Sim, O beijo amargo é um filme sordidamente decadentista. Nem Visconti em Ludwig foi tão baixo e rasteiro, nem Soldati em Piccolo mondo antico ( talvez apenas outro tenha ido tão fundo na baixeza, e de forma tão obscena quanto: Rossen, com Lilith). Só um plebeu como Fuller para nos jogar na cara a pocilga do ocaso! Mas é decadentista de uma forma singular, ou num diâmetro singular: retrospectivamente decadentista, por refração.
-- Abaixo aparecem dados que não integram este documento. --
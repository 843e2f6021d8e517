//! Platform-invocation endpoint.
//!
//! Accepts one JSON body and routes it to the matching OpenAI-compatible
//! path on the worker based on its shape.

use std::sync::Arc;

use axum::extract::State;
use axum::http::{HeaderMap, Method};
use axum::response::Response;
use bytes::Bytes;
use serde_json::Value;

use crate::error::{Error, Result};
use crate::proxy;
use crate::state::AppState;

/// POST /invocations - translate a platform invocation into an upstream call.
pub async fn invocations(
    State(state): State<Arc<AppState>>,
    method: Method,
    headers: HeaderMap,
    body: Bytes,
) -> Result<Response> {
    let payload: Value = serde_json::from_slice(&body)
        .map_err(|_| Error::InvalidRequest("invalid JSON body".to_string()))?;

    let stream = payload
        .get("stream")
        .and_then(Value::as_bool)
        .unwrap_or(false);
    let path = choose_openai_path(&payload);

    proxy::proxy_request(&state, method, path, &headers, body, stream).await
}

/// Conversation-shaped bodies win; prompt-shaped is the fallback.
pub(crate) fn choose_openai_path(body: &Value) -> &'static str {
    if body.get("messages").is_some() {
        "/v1/chat/completions"
    } else {
        "/v1/completions"
    }
}

#[cfg(test)]
mod tests {
    use super::*;
    use serde_json::json;

    #[test]
    fn test_conversation_shaped_routes_to_chat() {
        let body = json!({"messages": [{"role": "user", "content": "hi"}]});
        assert_eq!(choose_openai_path(&body), "/v1/chat/completions");
    }

    #[test]
    fn test_conversation_wins_over_prompt() {
        let body = json!({"messages": [], "prompt": "hi"});
        assert_eq!(choose_openai_path(&body), "/v1/chat/completions");
    }

    #[test]
    fn test_prompt_shaped_routes_to_completions() {
        let body = json!({"prompt": "once upon a time"});
        assert_eq!(choose_openai_path(&body), "/v1/completions");
    }

    #[test]
    fn test_empty_body_routes_to_completions() {
        let body = json!({});
        assert_eq!(choose_openai_path(&body), "/v1/completions");
    }
}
É um filme que passa a ser decadentista a partir de certo ponto, do ponto em que descobrimos a ruína da carne au vif: a cena ( cena primária invertida?) da descoberta do pedófilo. Precisamos rever o filme a partir daí, precisamos nos lambuzar com seu perfume de danação, reverter nossos códigos e transliterar seus espectros, dar o passo atrás, o passo em direção à origem - que só tem sentido se retomada após o ato final, a perda da Casa e do Pai, a liquidação da herança e conseqüente promulgação da subjetividade ou da conquista dos espaços vastos e ominosos, do deserto e do labirinto, Run of the arrow e Pick up on South Street, a conquista da Ficção, empreitada fulleriana por excelência; esta foi uma lição aprendida por Fuller, judeu e nixoniano, os Fords crepusculares, os Nicholas Ray juvenis e os alcoólatras, como Bitter victory, por Robert Kramer e todo bárbaro civilizado que se preze; e avacalhada por Brooks, Zinnemann, Peckinpah e todo bárbaro recalcado que se preze.
A seguir...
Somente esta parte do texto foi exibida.